1. What is the significance of the periodic table in the classification of elements?
Ans. The periodic table is a systematic arrangement of elements based on their atomic number, electron configurations, and recurring chemical properties. It allows scientists to understand the relationships between elements, predict their behaviours, and identify trends in properties such as atomic size, ionisation energy, and electronegativity across periods and groups.
2. How does the concept of periodicity affect the properties of elements?
Ans. Periodicity refers to the recurring trends that are observed in the properties of elements as one moves across a period or down a group in the periodic table. For instance, atomic radius tends to decrease across a period due to increased nuclear charge, while it increases down a group due to added electron shells. Similarly, ionisation energy generally increases across a period and decreases down a group, influencing the reactivity of elements.
3. What are the main categories of elements in the periodic table?

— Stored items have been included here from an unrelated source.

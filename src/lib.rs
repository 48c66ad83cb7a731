#![deny(rust_2018_idioms)]
#![deny(clippy::all, clippy::pedantic)]
#![allow(
    clippy::cognitive_complexity,
    clippy::large_enum_variant,
    clippy::similar_names,
    clippy::module_name_repetitions,
    clippy::use_self,
    clippy::match_same_arms,
    clippy::must_use_candidate,
    clippy::missing_errors_doc
)]
//! Declarative, condition-based authorization.
//!
//! A [`Policy`] maps each (resource type, action) pair to a [`Rule`]: an
//! ordered list of allow conditions and an ordered list of deny conditions.
//! A request is allowed if any allow condition matches the resource and no
//! deny condition does.
//!
//! ```
//! use allow_where::{allows, field, Conditions, Decision, Policy, Record};
//!
//! let policy = Policy::new("Blog.Policy")
//!     .allow("read", "Post", vec![field("archived", false)])
//!     .allow("read", "Comment", vec![field("post", allows("read"))])
//!     .allow(
//!         "edit",
//!         "Comment",
//!         Conditions::new()
//!             .and_where(vec![field("flagged_for_review", true)])
//!             .where_not(vec![field("user", [field("role", "admin")])])
//!             .or_where(vec![field("user_id", 5)]),
//!     );
//!
//! let comment = Record::new("Comment")
//!     .with_field("user_id", 5)
//!     .with_field("flagged_for_review", false)
//!     .with_association("post", Record::new("Post").with_field("archived", false))
//!     .with_association("user", Record::new("User").with_field("role", "member"));
//!
//! assert_eq!(Decision::Allowed, policy.evaluate(&comment, "read").unwrap());
//! assert_eq!(Decision::Allowed, policy.evaluate(&comment, "edit").unwrap());
//! assert_eq!(Decision::Denied, policy.evaluate(&comment, "delete").unwrap());
//! ```
mod condition;
mod config;
mod errors;
mod matcher;
mod module;
mod policy;
mod resource;
mod validator;
mod value;

pub use condition::{
    allows, field, Clause, Condition, Conditions, FieldFilter, Mode, Operator, Outcome, Predicate,
};
pub use config::Config;
pub use errors::{Error, Result};
pub use module::{policy_for, PolicyModule};
pub use policy::{
    ActionList, Authorization, AuthorizeOptions, Decision, Policy, PolicyBuilder, Queryable, Rule,
    MAX_DEPTH,
};
pub use resource::{Association, Record, Related, Resource};
pub use validator::{DefaultValidator, Field, PolicyValidator};
pub use value::Value;
//! Complex matches: non-metric rearrangements that look like the target
//! around a beat of interest.

use serde::{Deserialize, Serialize};

use crate::error::{Result, SequenceError};
use crate::sequence::Sequence;

/// Units compared before the beat of interest.
const LEAD: usize = 4;
/// Units compared from the beat of interest onwards.
const TRAIL: usize = 2;

#[derive(Debug, Clone, PartialEq, Serialize, Deserialize)]
#[serde(default)]
pub struct MatchConfig {
    pub beats_of_interest: Vec<usize>,
    /// Highest beatscore a candidate may have and still count as complex
    pub threshold: f64,
}

impl Default for MatchConfig {
    fn default() -> Self {
        MatchConfig {
            beats_of_interest: vec![9, 5],
            threshold: 0.8,
        }
    }
}

#[derive(Debug, Clone, PartialEq)]
pub struct ComplexMatch {
    pub sequence: Sequence,
    pub beat_of_interest: usize,
}

impl ComplexMatch {
    pub fn beatscore(&self) -> f64 {
        self.sequence.beatscore().unwrap_or(f64::INFINITY)
    }
}

/// A beat of interest needs a full comparison window inside the sequence.
pub fn validate_beat_of_interest(boi: usize, len: usize) -> Result<()> {
    if boi <= LEAD || boi + 1 >= len {
        return Err(SequenceError::InvalidBeatOfInterest { boi, len });
    }
    Ok(())
}

/// Candidates sharing the target's onsets in `[boi - 4, boi + 2)` and scoring
/// at most `config.threshold`, sorted by ascending beatscore.
///
/// A candidate qualifying at several beats of interest is listed once per beat.
pub fn complex_matches(
    target: &Sequence,
    candidates: &[Sequence],
    config: &MatchConfig,
) -> Result<Vec<ComplexMatch>> {
    for &boi in &config.beats_of_interest {
        validate_beat_of_interest(boi, target.len())?;
    }

    let mut matches = Vec::new();
    for &boi in &config.beats_of_interest {
        let window = boi - LEAD..boi + TRAIL;
        let wanted = &target.onsets()[window.clone()];
        for candidate in candidates {
            let close = candidate.onsets().get(window.clone()) == Some(wanted);
            let complex = candidate.beatscore().is_some_and(|b| b <= config.threshold);
            if close && complex {
                matches.push(ComplexMatch {
                    sequence: candidate.clone(),
                    beat_of_interest: boi,
                });
            }
        }
    }
    matches.sort_by(|a, b| a.beatscore().total_cmp(&b.beatscore()));
    Ok(matches)
}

Ans. The main categories of elements in the periodic table include metals, non-metals, and metalloids. Metals, found on the left side and in the centre, are typically good conductors of heat and electricity, malleable, and ductile. Non-metals, located on the right side, are usually poor conductors and can be gases, liquids, or solids at room temperature. Metalloids exhibit properties intermediate between metals and non-metals and are found along the zig-zag line separating the two categories.
4. What trends are observed in ionisation energy across periods and down groups?

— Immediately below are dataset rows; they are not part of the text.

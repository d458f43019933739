//! Permutation engine: distinct orderings of a multiset and the bounded
//! odometer used to rank candidate index vectors by total cost.

use std::collections::HashSet;
use std::hash::Hash;

use crate::error::{Result, SequenceError};

/// Step limit for the combinatorial searches.
///
/// Permutation generation grows factorially and the assignment search grows
/// with the product of candidate counts, so callers analysing larger inputs
/// hand one of these to the budgeted entry points.
#[derive(Debug, Clone, Copy, Default, PartialEq, Eq)]
pub struct SearchBudget {
    limit: Option<u64>,
    spent: u64,
}

impl SearchBudget {
    pub fn unlimited() -> Self {
        SearchBudget::default()
    }

    pub fn limited(steps: u64) -> Self {
        SearchBudget {
            limit: Some(steps),
            spent: 0,
        }
    }

    pub fn from_limit(limit: Option<u64>) -> Self {
        SearchBudget { limit, spent: 0 }
    }

    /// Consume one step, failing once the limit has been used up.
    pub fn spend(&mut self) -> Result<()> {
        if let Some(limit) = self.limit {
            if self.spent >= limit {
                return Err(SequenceError::BudgetExhausted(limit));
            }
        }
        self.spent += 1;
        Ok(())
    }

    pub fn spent(&self) -> u64 {
        self.spent
    }

    pub fn remaining(&self) -> Option<u64> {
        self.limit.map(|limit| limit.saturating_sub(self.spent))
    }
}

/// Every ordering of `items`, duplicates included, in lexicographic order of
/// the positions taken from the input.
#[derive(Debug, Clone)]
pub struct Permutations<'a, T> {
    items: &'a [T],
    indices: Vec<usize>,
    done: bool,
}

impl<'a, T: Clone> Permutations<'a, T> {
    pub fn new(items: &'a [T]) -> Self {
        Permutations {
            items,
            indices: (0..items.len()).collect(),
            done: false,
        }
    }

    fn advance(&mut self) {
        let idx = &mut self.indices;
        let Some(pivot) = (1..idx.len()).rev().find(|&i| idx[i - 1] < idx[i]).map(|i| i - 1) else {
            self.done = true;
            return;
        };
        let Some(successor) = (pivot + 1..idx.len()).rev().find(|&j| idx[j] > idx[pivot]) else {
            self.done = true;
            return;
        };
        idx.swap(pivot, successor);
        idx[pivot + 1..].reverse();
    }
}

impl<T: Clone> Iterator for Permutations<'_, T> {
    type Item = Vec<T>;

    fn next(&mut self) -> Option<Vec<T>> {
        if self.done {
            return None;
        }
        let current = self.indices.iter().map(|&i| self.items[i].clone()).collect();
        self.advance();
        Some(current)
    }
}

/// Orderings of a multiset, each distinct value arrangement yielded once at
/// its first occurrence in [`Permutations`] order.
#[derive(Debug, Clone)]
pub struct DistinctPermutations<'a, T> {
    inner: Permutations<'a, T>,
    seen: HashSet<Vec<T>>,
}

impl<T: Clone + Eq + Hash> Iterator for DistinctPermutations<'_, T> {
    type Item = Vec<T>;

    fn next(&mut self) -> Option<Vec<T>> {
        self.inner.by_ref().find(|p| self.seen.insert(p.clone()))
    }
}

pub fn distinct_permutations<T: Clone + Eq + Hash>(items: &[T]) -> DistinctPermutations<'_, T> {
    DistinctPermutations {
        inner: Permutations::new(items),
        seen: HashSet::new(),
    }
}

/// Budgeted variant of [`distinct_permutations`]; every raw ordering visited
/// costs one step, duplicates included.
pub fn distinct_permutations_with_budget<T: Clone + Eq + Hash>(
    items: &[T],
    budget: &mut SearchBudget,
) -> Result<Vec<Vec<T>>> {
    let mut seen = HashSet::new();
    let mut out = Vec::new();
    for p in Permutations::new(items) {
        budget.spend()?;
        if seen.insert(p.clone()) {
            out.push(p);
        }
    }
    Ok(out)
}

/// Mixed-radix counter over `1..=maxima[i]` per position, lowest position
/// turning fastest.
#[derive(Debug, Clone)]
pub struct Odometer {
    maxima: Vec<usize>,
    current: Option<Vec<usize>>,
}

impl Odometer {
    pub fn new(maxima: &[usize]) -> Self {
        let current = if maxima.contains(&0) {
            None
        } else {
            Some(vec![1; maxima.len()])
        };
        Odometer {
            maxima: maxima.to_vec(),
            current,
        }
    }
}

impl Iterator for Odometer {
    type Item = Vec<usize>;

    fn next(&mut self) -> Option<Vec<usize>> {
        let current = self.current.take()?;
        let turning = (0..current.len()).find(|&i| current[i] < self.maxima[i]);
        if let Some(i) = turning {
            let mut following = current.clone();
            following[i] += 1;
            following[..i].fill(1);
            self.current = Some(following);
        }
        Some(current)
    }
}

/// All vectors `v` with `1 <= v[i] <= maxima[i]`, stably sorted by their sum.
pub fn bounded_odometer(maxima: &[usize]) -> Vec<Vec<usize>> {
    let mut all: Vec<Vec<usize>> = Odometer::new(maxima).collect();
    all.sort_by_key(|v| v.iter().sum::<usize>());
    all
}

pub fn bounded_odometer_with_budget(maxima: &[usize], budget: &mut SearchBudget) -> Result<Vec<Vec<usize>>> {
    let mut all = Vec::new();
    for v in Odometer::new(maxima) {
        budget.spend()?;
        all.push(v);
    }
    all.sort_by_key(|v| v.iter().sum::<usize>());
    Ok(all)
}

#[cfg(test)]
mod tests {
    use super::*;

    #[test]
    fn test_distinct_permutations_dedup() {
        let perms: Vec<Vec<u32>> = distinct_permutations(&[1, 1, 2]).collect();
        assert_eq!(perms, vec![vec![1, 1, 2], vec![1, 2, 1], vec![2, 1, 1]]);
    }

    #[test]
    fn test_permutations_order_follows_positions() {
        let perms: Vec<Vec<char>> = Permutations::new(&['a', 'b', 'c']).collect();
        let joined: Vec<String> = perms.iter().map(|p| p.iter().collect()).collect();
        assert_eq!(joined, vec!["abc", "acb", "bac", "bca", "cab", "cba"]);
    }

    #[test]
    fn test_permutations_are_restartable() {
        let items = [3, 1, 2];
        let first: Vec<_> = distinct_permutations(&items).collect();
        let second: Vec<_> = distinct_permutations(&items).collect();
        assert_eq!(first.len(), 6);
        assert_eq!(first, second);
    }

    #[test]
    fn test_empty_multiset_has_one_ordering() {
        let perms: Vec<Vec<u32>> = distinct_permutations(&[]).collect();
        assert_eq!(perms, vec![Vec::<u32>::new()]);
    }

    #[test]
    fn test_odometer_lowest_position_turns_fastest() {
        let all: Vec<_> = Odometer::new(&[2, 3]).collect();
        assert_eq!(
            all,
            vec![vec![1, 1], vec![2, 1], vec![1, 2], vec![2, 2], vec![1, 3], vec![2, 3]]
        );
    }

    #[test]
    fn test_bounded_odometer_sorted_by_sum() {
        let all = bounded_odometer(&[2, 3]);
        assert_eq!(
            all,
            vec![vec![1, 1], vec![2, 1], vec![1, 2], vec![2, 2], vec![1, 3], vec![2, 3]]
        );

        let all = bounded_odometer(&[3, 2]);
        assert_eq!(
            all,
            vec![vec![1, 1], vec![2, 1], vec![1, 2], vec![3, 1], vec![2, 2], vec![3, 2]]
        );
    }

    #[test]
    fn test_bounded_odometer_edges() {
        assert_eq!(bounded_odometer(&[]), vec![Vec::<usize>::new()]);
        assert!(bounded_odometer(&[2, 0, 3]).is_empty());
        assert_eq!(bounded_odometer(&[1, 1]), vec![vec![1, 1]]);
    }

    #[test]
    fn test_budget_stops_permutations() {
        let mut budget = SearchBudget::limited(5);
        let err = distinct_permutations_with_budget(&[1, 2, 3], &mut budget).unwrap_err();
        assert_eq!(err, SequenceError::BudgetExhausted(5));

        let mut budget = SearchBudget::limited(6);
        let perms = distinct_permutations_with_budget(&[1, 2, 3], &mut budget).unwrap();
        assert_eq!(perms.len(), 6);
        assert_eq!(budget.remaining(), Some(0));
    }

    #[test]
    fn test_budget_stops_odometer() {
        let mut budget = SearchBudget::limited(3);
        assert!(bounded_odometer_with_budget(&[2, 2], &mut budget).is_err());

        let mut budget = SearchBudget::unlimited();
        let all = bounded_odometer_with_budget(&[2, 2], &mut budget).unwrap();
        assert_eq!(all, bounded_odometer(&[2, 2]));
        assert_eq!(budget.spent(), 4);
    }
}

Ans. Ionisation energy is the energy required to remove an electron from an atom in its gaseous state. Across a period, ionisation energy generally increases due to a greater nuclear charge that holds the electrons more tightly. Conversely, down a group, ionisation energy decreases because the outermost electrons are further from the nucleus and experience increased shielding from inner electrons, making them easier to remove.

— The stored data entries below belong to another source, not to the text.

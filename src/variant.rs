//! "Wrong versions": near-miss variants of a sequence that keep its coarse
//! metric class.

use rand::Rng;

use crate::error::{Result, SequenceError};
use crate::sequence::Sequence;

pub const MAX_ATTEMPTS: usize = 1000;
/// Largest interval a merge may produce.
pub const MAX_MERGED_INTERVAL: u32 = 4;

const METRIC: f64 = 1.0;
const COMPLEX_CEILING: f64 = 0.8;

/// Join two adjacent intervals and split one interval in two, retrying until
/// the result differs from `sequence` and stays metric (beatscore 1.0) or
/// complex (beatscore at most 0.8) when `sequence` was.
pub fn perturb<R: Rng + ?Sized>(sequence: &Sequence, rng: &mut R) -> Result<Sequence> {
    let intervals = sequence.intervals();
    if intervals.len() < 3 {
        return Err(SequenceError::InvalidSequence(format!(
            "{sequence} has too few intervals to perturb"
        )));
    }
    let Some(original) = sequence.beatscore() else {
        return Err(SequenceError::InvalidSequence("empty sequence".to_string()));
    };

    for attempt in 1..MAX_ATTEMPTS {
        let Some(candidate) = rearrange(intervals, rng) else {
            continue;
        };
        if candidate.as_slice() == intervals {
            continue;
        }
        let variant = match Sequence::from_intervals(candidate) {
            Ok(v) => v,
            // an onset moved onto a phase with less than one group after it
            Err(SequenceError::SequenceTooShort { .. }) => continue,
            Err(e) => return Err(e),
        };
        let Some(score) = variant.beatscore() else {
            continue;
        };
        if original == METRIC && score != METRIC {
            continue;
        }
        if original <= COMPLEX_CEILING && score > COMPLEX_CEILING {
            continue;
        }
        log::debug!("{sequence} -> {variant} after {attempt} attempts");
        return Ok(variant);
    }
    Err(SequenceError::ExhaustedAttempts(MAX_ATTEMPTS))
}

/// One random join followed by one random split, or `None` when the draw is unusable.
fn rearrange<R: Rng + ?Sized>(intervals: &[u32], rng: &mut R) -> Option<Vec<u32>> {
    let mut next = intervals.to_vec();

    // the final pair is never joined
    let pos = rng.random_range(0..next.len() - 2);
    let joined = next[pos] + next[pos + 1];
    if joined > MAX_MERGED_INTERVAL {
        return None;
    }
    next[pos] = joined;
    next.remove(pos + 1);

    let pos = rng.random_range(0..next.len());
    let n = next[pos];
    if n == 1 {
        return None;
    }
    let split = rng.random_range(1..n);
    next[pos] = n - split;
    next.insert(pos + 1, split);
    Some(next)
}
use serde::{Deserialize, Serialize};

use crate::classifier::MetricConfig;
use crate::matcher::MatchConfig;

#[derive(Debug, Clone, PartialEq, Deserialize, Serialize)]
#[serde(default)]
pub struct AnalysisConfig {
    pub metric: MetricConfig,
    pub matching: MatchConfig,
    /// Step limit shared by one whole-set analysis; unlimited when absent
    pub budget: Option<u64>,
    pub seed: u64,
    /// Solve assignments over the whole set instead of taking greedy first picks
    pub exhaustive: bool,
}

impl Default for AnalysisConfig {
    fn default() -> Self {
        AnalysisConfig {
            metric: MetricConfig::default(),
            matching: MatchConfig::default(),
            budget: None,
            seed: 0,
            exhaustive: true,
        }
    }
}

5. How do electronegativity values change across the periodic table?
Ans. Electronegativity is the tendency of an atom to attract electrons towards itself in a chemical bond. It generally increases across a period from left to right due to increasing nuclear charge and a decreasing atomic radius. However, it decreases down a group as the increased number of electron shells results in greater distance between the nucleus and the bonding electrons, leading to a weaker attraction.